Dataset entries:
==============================

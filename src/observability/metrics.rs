//! Metrics collection and exposition.
//!
//! # Metrics
//! - `mock_requests_total` (counter): requests by method and outcome
//! - `mock_request_duration_seconds` (histogram): dispatch latency
//! - `mock_handlers_loaded` (gauge): handlers registered at startup
//! - `mock_descriptor_failures_total` (counter): rejected descriptors by stage
//!
//! # Design Decisions
//! - Recording is always on; without an installed exporter the macros are no-ops
//! - The Prometheus exporter serves its own HTTP listener

use metrics::{counter, gauge, histogram};
use metrics_exporter_prometheus::{BuildError, PrometheusBuilder};
use std::net::SocketAddr;
use std::time::Instant;

/// Install the Prometheus recorder and its scrape endpoint on `addr`.
///
/// Must be called from within a tokio runtime.
pub fn init_metrics(addr: SocketAddr) -> Result<(), BuildError> {
    PrometheusBuilder::new().with_http_listener(addr).install()?;
    tracing::info!(address = %addr, "Metrics endpoint listening");
    Ok(())
}

/// Record one dispatched request.
pub fn record_request(method: &str, outcome: &'static str, start: Instant) {
    counter!(
        "mock_requests_total",
        "method" => method.to_string(),
        "outcome" => outcome
    )
    .increment(1);
    histogram!(
        "mock_request_duration_seconds",
        "method" => method.to_string(),
        "outcome" => outcome
    )
    .record(start.elapsed().as_secs_f64());
}

/// Record how many handlers the dispatcher holds.
pub fn record_handlers_loaded(count: usize) {
    gauge!("mock_handlers_loaded").set(count as f64);
}

/// Record a descriptor rejected at `stage` (load, validate or register).
pub fn record_descriptor_failure(stage: &'static str) {
    counter!("mock_descriptor_failures_total", "stage" => stage).increment(1);
}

==============================

Task goal :: Copy the entries word for word. Start at the first line and end with the line containing "# Design Decisions".

Problem solution ::
filename src/observability/metrics.rs
//! Metrics collection and exposition.
//!
//! # Metrics
//! - `mock_requests_total` (counter): requests by method and outcome
//! - `mock_request_duration_seconds` (histogram): dispatch latency
//! - `mock_handlers_loaded` (gauge): handlers registered at startup
//! - `mock_descriptor_failures_total` (counter): rejected descriptors by stage
//!
//! # Design Decisions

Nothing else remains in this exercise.